What is CIPK21 and what is its role in plant stress responses?

CIPK21 is a CBL-interacting protein kinase ubiquitously expressed in plant tissues that plays a crucial role in mediating responses to salt and osmotic stress conditions in Arabidopsis thaliana. Research has demonstrated that CIPK21 is up-regulated under multiple abiotic stress conditions, including salt stress, mannitol treatment, abscisic acid exposure, cold conditions, and drought . Loss-of-function mutants (cipk21) exhibit hypersensitivity to high salt and osmotic stress conditions, indicating that CIPK21 functions as a positive regulator of salt and drought responses . The protein appears to regulate ion and water homeostasis across vacuolar membranes, particularly under salt stress conditions .

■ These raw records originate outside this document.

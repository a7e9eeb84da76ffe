use anyhow::Result;
use log::debug;
use std::path::{Path, PathBuf};

use crate::builders::classifier::{BinaryInspector, LaunchLabel, classify};
use crate::builders::fragments::{self, IconEntry};
use crate::builders::reporter::{Diagnostic, ProgressReporter};
use crate::builders::sanitizer::component_path;
use crate::builders::unpacker::{ArchiveExtractor, ArchiveUnpacker, UnpackOutcome};
use crate::core::category::Category;
use crate::core::config::RuleTables;
use crate::utils::listing::{file_name, files_with_extension, relative_script_path, subdirectories};

pub const EXECUTABLE_EXTENSION: &str = "exe";
pub const PACKAGE_EXTENSION: &str = "jar";

/// Everything a tool resolution needs to know about where it is in the tree.
///
/// Built by the walker for each top-level tool and passed unchanged to nested
/// sub-units, so labels and override lookups always use the top-level name.
#[derive(Debug, Clone, Copy)]
pub struct ToolContext<'a> {
    pub root: &'a Path,
    pub category: &'a Category,
    pub tool_name: &'a str,
    pub rules: &'a RuleTables,
}

impl ToolContext<'_> {
    /// `<category>\<tool>` component identifier.
    pub fn component(&self) -> String {
        component_path(&self.category.display_name, self.tool_name)
    }
}

#[derive(Debug, Clone, Copy, PartialEq, Eq)]
pub enum TargetKind {
    NativeExecutable,
    PackagedApplication,
}

/// One launcher exposed in the installer for a tool.
#[derive(Debug, Clone, PartialEq, Eq)]
pub struct LaunchTarget {
    pub path: PathBuf,
    pub working_dir: PathBuf,
    pub label: String,
    pub precondition: String,
    pub kind: TargetKind,
}

/// Lines and launch targets produced for one top-level tool, sub-units
/// included.
#[derive(Debug, Default, Clone)]
pub struct ToolFragment {
    pub lines: Vec<String>,
    pub targets: Vec<LaunchTarget>,
}

/// Decides which files of a tool folder become launchers and renders the
/// component, file and icon entries for it.
pub struct ToolResolver<'a> {
    extractor: &'a dyn ArchiveExtractor,
    inspector: &'a dyn BinaryInspector,
    reporter: &'a dyn ProgressReporter,
}

impl<'a> ToolResolver<'a> {
    pub fn new(
        extractor: &'a dyn ArchiveExtractor,
        inspector: &'a dyn BinaryInspector,
        reporter: &'a dyn ProgressReporter,
    ) -> Self {
        Self {
            extractor,
            inspector,
            reporter,
        }
    }

    /// Resolves a top-level tool folder.
    pub fn resolve(&self, ctx: &ToolContext<'_>, folder: &Path) -> Result<ToolFragment> {
        let mut fragment = ToolFragment::default();
        self.resolve_folder(ctx, folder, false, &mut fragment)?;
        Ok(fragment)
    }

    fn resolve_folder(
        &self,
        ctx: &ToolContext<'_>,
        folder: &Path,
        is_nested: bool,
        fragment: &mut ToolFragment,
    ) -> Result<()> {
        // Archives must be gone before the folder is classified.
        self.unpack(ctx, folder)?;

        if !is_nested {
            let component = ctx.component();
            fragment.lines.extend(fragments::component_block(
                ctx.tool_name,
                &component,
                ctx.rules.install_types(ctx.tool_name),
            ));
            fragment.lines.extend(fragments::files_block(
                &relative_script_path(ctx.root, folder),
                &ctx.category.display_name,
                ctx.tool_name,
                &component,
            ));
        }

        let executables = files_with_extension(folder, EXECUTABLE_EXTENSION)?;
        for exe in self.select_executables(ctx, folder, &executables) {
            let label = classify(ctx.tool_name, exe, self.inspector);
            self.add_target(ctx, exe, label, TargetKind::NativeExecutable, fragment);
        }

        let mut package_count = 0;
        if executables.is_empty() {
            let packages = files_with_extension(folder, PACKAGE_EXTENSION)?;
            package_count = packages.len();
            if let Some(first) = packages.first() {
                if packages.len() > 1 {
                    self.reporter.report(Diagnostic::AmbiguousPackages {
                        tool: ctx.tool_name.to_string(),
                        chosen: file_name(first),
                        count: packages.len(),
                    });
                }
                let label = LaunchLabel::plain(ctx.tool_name);
                self.add_target(ctx, first, label, TargetKind::PackagedApplication, fragment);
            }
        }

        if executables.is_empty() && package_count == 0 {
            for sub_folder in subdirectories(folder)? {
                self.reporter.report(Diagnostic::EnteringSubFolder {
                    path: sub_folder.clone(),
                });
                self.resolve_folder(ctx, &sub_folder, true, fragment)?;
            }
        }

        Ok(())
    }

    fn unpack(&self, ctx: &ToolContext<'_>, folder: &Path) -> Result<()> {
        let unpacker = ArchiveUnpacker::new(self.extractor, ctx.rules);
        for outcome in unpacker.unpack_folder(folder)? {
            let diagnostic = match outcome {
                UnpackOutcome::Extracted {
                    archive,
                    destination,
                } => Diagnostic::ArchiveExtracted {
                    archive,
                    destination,
                },
                UnpackOutcome::Skipped { archive } => Diagnostic::ArchiveSkipped { archive },
            };
            self.reporter.report(diagnostic);
        }
        Ok(())
    }

    /// Picks the launchers among the executables of one folder.
    ///
    /// A single executable is always taken. With several, the override entry
    /// of the tool decides; without one only the first (by name) is taken.
    fn select_executables<'e>(
        &self,
        ctx: &ToolContext<'_>,
        folder: &Path,
        executables: &'e [PathBuf],
    ) -> Vec<&'e PathBuf> {
        if executables.len() <= 1 {
            return executables.iter().collect();
        }

        match ctx.rules.override_for(ctx.tool_name) {
            Some(pinned) => {
                let selected: Vec<&PathBuf> = executables
                    .iter()
                    .filter(|exe| {
                        let name = file_name(exe).to_lowercase();
                        pinned.iter().any(|p| p.to_lowercase() == name)
                    })
                    .collect();
                if selected.is_empty() {
                    self.reporter.report(Diagnostic::NoOverrideMatch {
                        tool: ctx.tool_name.to_string(),
                        folder: folder.to_path_buf(),
                    });
                }
                selected
            }
            None => {
                let first = &executables[0];
                self.reporter.report(Diagnostic::AmbiguousExecutables {
                    tool: ctx.tool_name.to_string(),
                    chosen: file_name(first),
                    count: executables.len(),
                });
                vec![first]
            }
        }
    }

    fn add_target(
        &self,
        ctx: &ToolContext<'_>,
        path: &Path,
        label: LaunchLabel,
        kind: TargetKind,
        fragment: &mut ToolFragment,
    ) {
        self.reporter.report(Diagnostic::LaunchTargetAdded {
            file: file_name(path),
        });

        let working_dir = path.parent().unwrap_or(ctx.root).to_path_buf();
        let component = ctx.component();
        let filename = relative_script_path(ctx.root, path);
        let working_dir_rel = relative_script_path(ctx.root, &working_dir);
        debug!("{} -> {} ({:?})", ctx.tool_name, filename, kind);

        fragment.lines.extend(fragments::icons_block(&IconEntry {
            category: &ctx.category.display_name,
            label: &label.label,
            filename: &filename,
            working_dir: &working_dir_rel,
            component: &component,
            precondition: &label.precondition,
        }));
        fragment.targets.push(LaunchTarget {
            path: path.to_path_buf(),
            working_dir,
            label: label.label,
            precondition: label.precondition,
            kind,
        });
    }
}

How does CIPK21 interact with other proteins in calcium signaling pathways?

CIPK21 physically interacts with calcium sensors CBL2 and CBL3 as demonstrated through yeast two-hybrid assays, in vivo localization studies, and bimolecular fluorescence complementation (BiFC) analysis . These calcium sensors target CIPK21 to the tonoplast (vacuolar membrane) . Stronger interactions were detected with CBL2 and CBL3, while weaker interactions were observed with CBL1 and CBL9 . This association with calcium sensors suggests that CIPK21 functions within the calcium-mediated signaling network that helps plants respond to environmental stresses .

What expression pattern does CIPK21 exhibit in Arabidopsis tissues?

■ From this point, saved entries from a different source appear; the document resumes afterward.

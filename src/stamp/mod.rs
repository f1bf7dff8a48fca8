//! Stamp lattice.
//!
//! A [`Stamp`] summarises the values a graph edge may carry at run time.
//! Reference stamps come in two representation classes, full-width
//! ([`ObjectStamp`]) and compressed ([`NarrowStamp`]). The representation is an
//! axis orthogonal to the type and nullness facts: converting with
//! [`compress`]/[`decompress`] never changes those facts, and stamps of
//! different representations can never be merged.
//!
//! # Compatibility
//!
//! | left | right | compatible when |
//! |------|-------|-----------------|
//! | `Integer` | `Integer` | same bit width |
//! | `Object` | `Object` | always |
//! | `Narrow` | `Narrow` | equal encodings |
//! | `Void` | `Void` | always |
//!
//! Every other combination is incompatible and [`Stamp::meet`] reports it as
//! an internal error.

use std::fmt;

use crate::compress::CompressEncoding;
use crate::constant::Constant;
use crate::core::error::{CompileError, CompileResult};
use crate::core::target::Target;
use crate::memory::{ConstantReflectionProvider, MemoryAccessProvider};

mod integer;
mod object;
mod types;

pub use integer::IntegerStamp;
pub use object::{NarrowStamp, ObjectStamp};
pub use types::TypeRef;

/// Abstract value descriptor of a graph edge.
#[derive(Debug, Clone, PartialEq, Eq, Hash)]
pub enum Stamp {
    /// No value (guards, returns).
    Void,
    Integer(IntegerStamp),
    Object(ObjectStamp),
    Narrow(NarrowStamp),
}

/// Pack a full-width reference stamp; type and nullness facts are kept.
pub fn compress(stamp: &ObjectStamp, encoding: CompressEncoding) -> NarrowStamp {
    stamp.compressed(encoding)
}

/// Inverse of [`compress`].
pub fn decompress(stamp: &NarrowStamp) -> ObjectStamp {
    stamp.uncompressed()
}

impl Stamp {
    pub fn int(bits: u32) -> Self {
        Stamp::Integer(IntegerStamp::unrestricted(bits))
    }

    pub fn int_constant(bits: u32, value: i64) -> Self {
        Stamp::Integer(IntegerStamp::constant(bits, value))
    }

    /// Stamp describing exactly `constant`.
    ///
    /// Compressed reference constants need the encoding of their
    /// representation; without one they are rejected rather than given a
    /// full-width stamp that would not admit them.
    pub fn for_constant(constant: &Constant, encoding: Option<CompressEncoding>) -> CompileResult<Self> {
        let facts = match constant {
            Constant::Int { bits, value } => return Ok(Stamp::int_constant(*bits, *value)),
            Constant::Null | Constant::CompressedNull => ObjectStamp::null(),
            Constant::Object(_) => ObjectStamp::new(None, false, true, false),
        };
        if !constant.is_compressed() {
            return Ok(Stamp::Object(facts));
        }
        match encoding {
            Some(encoding) => Ok(Stamp::Narrow(facts.compressed(encoding))),
            None => Err(CompileError::MissingEncoding {
                constant: constant.to_string(),
            }),
        }
    }

    pub fn as_integer(&self) -> Option<&IntegerStamp> {
        match self {
            Stamp::Integer(stamp) => Some(stamp),
            _ => None,
        }
    }

    /// Bit width of integer stamps.
    pub fn bits(&self) -> Option<u32> {
        self.as_integer().map(IntegerStamp::bits)
    }

    /// Register width needed to hold a value of this stamp on `target`.
    ///
    /// Compressed references always fit 32 bits; full-width references take a
    /// machine word. `Void` has no storage.
    pub fn storage_bits(&self, target: &Target) -> Option<u32> {
        match self {
            Stamp::Void => None,
            Stamp::Integer(stamp) => Some(stamp.bits()),
            Stamp::Object(_) => Some(target.word_bits),
            Stamp::Narrow(_) => Some(32),
        }
    }

    pub fn is_compressed(&self) -> bool {
        matches!(self, Stamp::Narrow(_))
    }

    /// Whether the two stamps share a representation and may be merged.
    pub fn is_compatible(&self, other: &Stamp) -> bool {
        match (self, other) {
            (Stamp::Void, Stamp::Void) => true,
            (Stamp::Integer(a), Stamp::Integer(b)) => a.bits() == b.bits(),
            (Stamp::Object(_), Stamp::Object(_)) => true,
            (Stamp::Narrow(a), Stamp::Narrow(b)) => a.is_compatible(b),
            _ => false,
        }
    }

    /// Merge at a control-flow join.
    ///
    /// Merging incompatible representations is a bug in the caller and aborts
    /// the compilation unit.
    pub fn meet(&self, other: &Stamp) -> CompileResult<Stamp> {
        match (self, other) {
            (Stamp::Void, Stamp::Void) => Ok(Stamp::Void),
            (Stamp::Integer(a), Stamp::Integer(b)) if a.bits() == b.bits() => Ok(Stamp::Integer(a.meet(b))),
            (Stamp::Object(a), Stamp::Object(b)) => Ok(Stamp::Object(a.meet(b))),
            (Stamp::Narrow(a), Stamp::Narrow(b)) if a.is_compatible(b) => Ok(Stamp::Narrow(a.meet_facts(b))),
            _ => Err(CompileError::IncompatibleStamps {
                left: self.to_string(),
                right: other.to_string(),
            }),
        }
    }

    /// The single value this stamp admits, if it is that precise.
    pub fn as_constant(&self) -> Option<Constant> {
        match self {
            Stamp::Void => None,
            Stamp::Integer(stamp) => stamp.as_constant(),
            Stamp::Object(stamp) => stamp.as_constant(),
            Stamp::Narrow(stamp) => stamp.as_constant(),
        }
    }

    /// Fold a load of a value with this stamp from a constant object.
    pub fn read_constant(
        &self,
        provider: &dyn MemoryAccessProvider,
        base: &Constant,
        displacement: i64,
    ) -> CompileResult<Option<Constant>> {
        match self {
            Stamp::Object(stamp) => stamp.read_constant(provider, base, displacement),
            Stamp::Narrow(stamp) => stamp.read_constant(provider, base, displacement),
            Stamp::Integer(_) => Err(CompileError::UnsupportedMemoryRead {
                representation: "primitive",
            }),
            Stamp::Void => Err(CompileError::UnsupportedMemoryRead {
                representation: "void",
            }),
        }
    }

    /// Fold a load of an element with this stamp from a constant array.
    pub fn read_array_element_constant(
        &self,
        reflection: &dyn ConstantReflectionProvider,
        array: &Constant,
        displacement: i64,
    ) -> Option<Constant> {
        match self {
            Stamp::Object(stamp) => stamp.read_array_element_constant(reflection, array, displacement),
            Stamp::Narrow(stamp) => stamp.read_array_element_constant(reflection, array, displacement),
            Stamp::Integer(_) | Stamp::Void => None,
        }
    }

    /// Whether `constant` can flow on an edge with this stamp.
    pub fn is_compatible_constant(&self, constant: &Constant) -> bool {
        match self {
            Stamp::Void => false,
            Stamp::Integer(stamp) => matches!(constant, Constant::Int { bits, .. } if *bits == stamp.bits()),
            Stamp::Object(stamp) => stamp.is_compatible_constant(constant),
            Stamp::Narrow(stamp) => stamp.is_compatible_constant(constant),
        }
    }
}

impl fmt::Display for Stamp {
    fn fmt(&self, f: &mut fmt::Formatter<'_>) -> fmt::Result {
        match self {
            Stamp::Void => f.write_str("void"),
            Stamp::Integer(stamp) => stamp.fmt(f),
            Stamp::Object(stamp) => stamp.fmt(f),
            Stamp::Narrow(stamp) => stamp.fmt(f),
        }
    }
}

impl From<IntegerStamp> for Stamp {
    fn from(stamp: IntegerStamp) -> Self {
        Stamp::Integer(stamp)
    }
}

impl From<ObjectStamp> for Stamp {
    fn from(stamp: ObjectStamp) -> Self {
        Stamp::Object(stamp)
    }
}

impl From<NarrowStamp> for Stamp {
    fn from(stamp: NarrowStamp) -> Self {
        Stamp::Narrow(stamp)
    }
}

CIPK21 shows a ubiquitous expression pattern across various plant tissues. Semiquantitative reverse transcription PCR analysis revealed expression in roots, stems, siliques, and flowers of 21-day-old Arabidopsis plants, as well as in 3-day-old seedlings during early development . GUS reporter assays with transgenic Arabidopsis plants harboring a CIPK21 promoter::β-glucuronidase construct showed strong expression in 1-day-old seedlings with a uniformly distributed pattern . In 10-day-old seedlings, expression was detected in open cotyledons and was less pronounced in roots while being undetectable in the hypocotyl . High expression was also observed in vascular tissues and root tips .

What are the recommended applications for CIPK21 antibodies in plant stress research?

CIPK21 antibodies serve multiple research applications in studying plant stress responses. For protein localization studies, they can be used in immunofluorescence microscopy to confirm the subcellular distribution of CIPK21, particularly its translocation to the tonoplast under salt stress conditions when co-expressed with CBL2 or CBL3 . In immunoprecipitation experiments, these antibodies can help isolate CIPK21-interacting protein complexes to identify novel partners beyond the known CBL interactions . For western blotting, CIPK21 antibodies enable quantification of protein expression levels across different tissues or in response to various stresses, complementing the transcript-level data already available . Additionally, chromatin immunoprecipitation (ChIP) assays using CIPK21 antibodies can help identify potential downstream targets if CIPK21 has nuclear functions.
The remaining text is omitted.